How to Deal with the Loss of a Pet
Coping with the loss of a pet is a difficult topic, but one that should be discussed.
Did you know that research has confirmed that losing a pet can hurt just as much as losing a human relative? For some people, it can even be harder.
Your pet is one of the only beings out there that loves you unconditionally and is always there for you no matter what. They’re always happy to see you, regardless of what kind of mood you’re in or what kind of day you’ve had. They don’t hold grudges, and often their world revolves totally around you. Losing that kind of companion can cause devastating grief – no doubt about it.
Unfortunately, despite our own very real feelings and despite what research says, there is still some stigma surrounding the grief from the loss of a pet. You probably get bereavement leave from your employer if a human family member passes away, but what about your dog?
In many cases, you are expected to continue on as you would normally, even though your home feels completely empty and you are struggling to cope with the loss of your pet. The changes in routine, having to clean up and put away food bowls and pet beds, the leftover food that no one will eat – these are reminders everywhere of your best friend and what you shared together.
Coping with Losing a Pet
Grief from pet loss is real, and everyone copes with losing a pet differently. There is no right or wrong way to do it, but here are a few ideas that may help you handle your grief.
- Take your time. For some people, time is the thing that heals all wounds. Know that it is normal to randomly burst into tears when you see something that reminds you of your pet. It’s normal to spend a lot of time thinking about her. It may take a few weeks before your grief begins to become more bearable, or it may take a few years. Everyone is different.
- Make a donation. If you want to do something to honor your pet, make a donation or put in a few volunteer hours with the rescue or shelter you adopted her from. Even if you did not adopt your pet from a shelter, putting in some time around needy dogs and cats may be just the pick-me-up you need.
- Keep busy. It is perfectly okay to sit at home and mope from time to time, but keeping busy and keeping your mind off of your pet loss can be helpful in some cases too. Enjoy some retail therapy, take a short trip, or go to the gym. Busy hands may lead to a quiet mind.
Spend time with your family. Your family knew your pet the best and is likely feeling the same way you are. It can be validating and comforting to share your grief with another person. This isn’t just limited to human family members. Your other pets are probably feeling the emptiness in the home as well. Give them some extra cuddles and special treats during this time.

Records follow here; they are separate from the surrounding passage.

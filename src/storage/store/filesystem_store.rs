//! A synchronous filesystem store.

use parking_lot::RwLock;
use thiserror::Error;
use walkdir::WalkDir;

use std::{
    collections::HashMap,
    fs::{File, OpenOptions},
    io::{Read, Write},
    path::{Path, PathBuf},
    sync::{Arc, Mutex},
};

use crate::storage::{
    Bytes, ListableStorageTraits, MaybeBytes, ReadableStorageTraits, StorageError, StoreKey,
    StoreKeyError, StoreKeys, StoreKeysPrefixes, StorePrefix, StorePrefixes,
    WritableStorageTraits,
};

/// A synchronous file system store.
///
/// Each store key maps to a file relative to the base path of the store, so a Zarr V2 hierarchy is laid out as a directory tree (a "directory store").
#[derive(Debug)]
pub struct FilesystemStore {
    base_path: PathBuf,
    sort: bool,
    readonly: bool,
    files: Mutex<HashMap<StoreKey, Arc<RwLock<()>>>>,
}

impl FilesystemStore {
    /// Create a new file system store at a given `base_path`.
    ///
    /// The base directory is created lazily by the first write.
    ///
    /// # Errors
    /// Returns a [`FilesystemStoreCreateError`] if `base_directory`:
    ///   - is not valid, or
    ///   - it points to an existing file rather than a directory.
    pub fn new<P: AsRef<Path>>(base_path: P) -> Result<Self, FilesystemStoreCreateError> {
        let base_path = base_path.as_ref().to_path_buf();
        if base_path.to_str().is_none() {
            return Err(FilesystemStoreCreateError::InvalidBasePath(base_path));
        }

        let readonly = if base_path.exists() {
            let md = std::fs::metadata(&base_path).map_err(FilesystemStoreCreateError::IOError)?;
            if !md.is_dir() {
                return Err(FilesystemStoreCreateError::NotADirectory(base_path));
            }
            md.permissions().readonly()
        } else {
            // the path does not exist, so try and create it. If this succeeds, the filesystem is not read only
            std::fs::create_dir_all(&base_path).map_err(FilesystemStoreCreateError::IOError)?;
            std::fs::remove_dir(&base_path)?;
            false
        };

        Ok(Self {
            base_path,
            sort: false,
            readonly,
            files: Mutex::default(),
        })
    }

    /// Makes the store sort directories/files in [`list_dir`](ListableStorageTraits::list_dir).
    #[must_use]
    pub const fn sorted(mut self) -> Self {
        self.sort = true;
        self
    }

    /// The base path of the store.
    #[must_use]
    pub fn base_path(&self) -> &Path {
        &self.base_path
    }

    /// Maps a [`StoreKey`] to a filesystem [`PathBuf`].
    #[must_use]
    pub fn key_to_fspath(&self, key: &StoreKey) -> PathBuf {
        let mut path = self.base_path.clone();
        path.push(key.as_str());
        path
    }

    /// Maps a filesystem [`PathBuf`] to a [`StoreKey`].
    fn fspath_to_key(&self, path: &Path) -> Result<StoreKey, StoreKeyError> {
        let path = pathdiff::diff_paths(path, &self.base_path)
            .ok_or_else(|| StoreKeyError::from(path.to_string_lossy().to_string()))?;
        StoreKey::new(path.to_string_lossy().replace('\\', "/"))
    }

    /// Maps a store [`StorePrefix`] to a filesystem [`PathBuf`].
    #[must_use]
    pub fn prefix_to_fs_path(&self, prefix: &StorePrefix) -> PathBuf {
        let mut path = self.base_path.clone();
        path.push(prefix.as_str());
        path
    }

    fn get_file_mutex(&self, key: &StoreKey) -> Result<Arc<RwLock<()>>, StorageError> {
        let mut files = self
            .files
            .lock()
            .map_err(|_| StorageError::from("filesystem store lock poisoned"))?;
        let file = files
            .entry(key.clone())
            .or_insert_with(|| Arc::new(RwLock::default()))
            .clone();
        drop(files);
        Ok(file)
    }
}

impl ReadableStorageTraits for FilesystemStore {
    fn get(&self, key: &StoreKey) -> Result<MaybeBytes, StorageError> {
        let file = self.get_file_mutex(key)?;
        let _lock = file.read();

        let mut file = match File::open(self.key_to_fspath(key)) {
            Ok(file) => file,
            Err(err) => {
                if err.kind() == std::io::ErrorKind::NotFound {
                    return Ok(None);
                }
                return Err(err.into());
            }
        };
        let mut buffer = Vec::new();
        file.read_to_end(&mut buffer)?;
        Ok(Some(Bytes::from(buffer)))
    }

    fn size_key(&self, key: &StoreKey) -> Result<Option<u64>, StorageError> {
        let key_path = self.key_to_fspath(key);
        std::fs::metadata(key_path).map_or_else(|_| Ok(None), |metadata| Ok(Some(metadata.len())))
    }
}

impl WritableStorageTraits for FilesystemStore {
    fn set(&self, key: &StoreKey, value: Bytes) -> Result<(), StorageError> {
        if self.readonly {
            return Err(StorageError::ReadOnly);
        }

        let file = self.get_file_mutex(key)?;
        let _lock = file.write();

        let key_path = self.key_to_fspath(key);
        if let Some(parent) = key_path.parent() {
            if !parent.exists() {
                std::fs::create_dir_all(parent)?;
            }
        }

        let mut file = OpenOptions::new()
            .write(true)
            .create(true)
            .truncate(true)
            .open(key_path)?;
        file.write_all(&value)?;
        Ok(())
    }

    fn erase(&self, key: &StoreKey) -> Result<(), StorageError> {
        if self.readonly {
            return Err(StorageError::ReadOnly);
        }

        let file = self.get_file_mutex(key)?;
        let _lock = file.write();

        match std::fs::remove_file(self.key_to_fspath(key)) {
            Err(err) if err.kind() != std::io::ErrorKind::NotFound => Err(err.into()),
            _ => Ok(()),
        }
    }

    fn erase_prefix(&self, prefix: &StorePrefix) -> Result<(), StorageError> {
        if self.readonly {
            return Err(StorageError::ReadOnly);
        }

        let _lock = self.files.lock(); // lock all operations

        match std::fs::remove_dir_all(self.prefix_to_fs_path(prefix)) {
            Err(err) if err.kind() != std::io::ErrorKind::NotFound => Err(err.into()),
            _ => Ok(()),
        }
    }
}

impl ListableStorageTraits for FilesystemStore {
    fn list_prefix(&self, prefix: &StorePrefix) -> Result<StoreKeys, StorageError> {
        Ok(WalkDir::new(self.prefix_to_fs_path(prefix))
            .sort_by_file_name()
            .into_iter()
            .filter_map(std::result::Result::ok)
            .filter(|v| v.path().is_file())
            .filter_map(|v| self.fspath_to_key(v.path()).ok())
            .collect())
    }

    fn list_dir(&self, prefix: &StorePrefix) -> Result<StoreKeysPrefixes, StorageError> {
        let prefix_path = self.prefix_to_fs_path(prefix);
        let mut keys: StoreKeys = vec![];
        let mut prefixes: StorePrefixes = vec![];
        if let Ok(dir) = std::fs::read_dir(prefix_path) {
            for entry in dir {
                let entry = entry?;
                let name = entry.file_name().to_string_lossy().to_string();
                if entry.path().is_dir() {
                    prefixes.push(StorePrefix::new(format!("{}{name}/", prefix.as_str()))?);
                } else {
                    keys.push(StoreKey::new(format!("{}{name}", prefix.as_str()))?);
                }
            }
        }
        if self.sort {
            keys.sort();
            prefixes.sort();
        }

        Ok(StoreKeysPrefixes::new(keys, prefixes))
    }
}

/// A filesystem store creation error.
#[derive(Debug, Error)]
pub enum FilesystemStoreCreateError {
    /// An IO error.
    #[error(transparent)]
    IOError(#[from] std::io::Error),
    /// The path is not valid on this system.
    #[error("base path {0} is not valid")]
    InvalidBasePath(PathBuf),
    /// The path exists and is not a directory.
    #[error("base path {0} exists and is not a directory")]
    NotADirectory(PathBuf),
}

#[cfg(test)]
mod tests {
    use super::*;
    use std::error::Error;

    #[test]
    fn filesystem_write_read_list() -> Result<(), Box<dyn Error>> {
        let path = tempfile::TempDir::new()?;
        let store = FilesystemStore::new(path.path().join("store.zarr"))?.sorted();

        store.set(&StoreKey::new("a/b")?, Bytes::from_static(&[0, 1, 2]))?;
        store.set(&StoreKey::new("a/c")?, Bytes::from_static(&[3]))?;
        store.set(&StoreKey::new(".zgroup")?, Bytes::from_static(b"{}"))?;

        assert_eq!(store.get(&StoreKey::new("a/b")?)?.unwrap().as_ref(), &[0, 1, 2]);
        assert!(store.get(&StoreKey::new("a/d")?)?.is_none());
        assert_eq!(store.size_key(&StoreKey::new("a/c")?)?, Some(1));

        assert_eq!(
            store.list()?,
            vec![
                StoreKey::new(".zgroup")?,
                StoreKey::new("a/b")?,
                StoreKey::new("a/c")?
            ]
        );
        let list_dir = store.list_dir(&StorePrefix::root())?;
        assert_eq!(list_dir.keys(), &[StoreKey::new(".zgroup")?]);
        assert_eq!(list_dir.prefixes(), &[StorePrefix::new("a/")?]);

        store.erase(&StoreKey::new("a/b")?)?;
        store.erase(&StoreKey::new("a/b")?)?;
        assert!(store.get(&StoreKey::new("a/b")?)?.is_none());

        store.erase_prefix(&StorePrefix::root())?;
        assert!(store.list()?.is_empty());
        assert!(!store.base_path().exists());
        Ok(())
    }

    #[test]
    fn filesystem_not_a_directory() -> Result<(), Box<dyn Error>> {
        let path = tempfile::TempDir::new()?;
        let file_path = path.path().join("file");
        std::fs::write(&file_path, b"")?;
        assert!(matches!(
            FilesystemStore::new(&file_path),
            Err(FilesystemStoreCreateError::NotADirectory(_))
        ));
        Ok(())
    }
}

- Memorialize your pet. You could save her collar, or simply display her ashes on a shelf. You could hang a photograph, a favorite toy, a pawprint, or whatever you think honors your pet most appropriately. Whatever you choose, this will help keep your cat or dog close to you, even though they are gone.
- Talk about it. It may feel like you are more alone than ever, but chances are, you have a friend or human family member who has experienced a devastating pet loss before. It can help to know that someone else knows how you are feeling. And it can be therapeutic to just talk about your favorite memories with your dog or cat. Remember the good times, even when your loss is at the front of your mind.
- Adopt another pet. This isn’t for everyone, but there are some people out there who just can’t stand the emptiness in their home and heart and want to fill that hole with another dog or cat very soon after losing one. This is okay, and people should not be shamed for it.
- Join a support group. There are many pet loss support groups out there, both in person and online. It can be very helpful to share how you’re feeling with other people who are exactly in the same position. Go once or go every week – whatever you need.
- Practice self-care. Above all, take care of yourself. Self-care doesn’t always mean bubble baths and massages. It can be as simple as making sure that you get in a few healthy meals, that you get enough sleep at night, and that you do things that make you happy. Life is a little bit harder right now, but you can’t neglect your own needs during this time.
Whatever helps you grieve is okay and appropriate. No one else can tell you how to grieve. It is an intensely personal experience. Unfortunately, almost everyone who ever owns a pet must go through this process. You may find support in others who understand how you feel. But however you choose to cope with the loss of your pet, take care of yourself. It will get better, and you are not alone.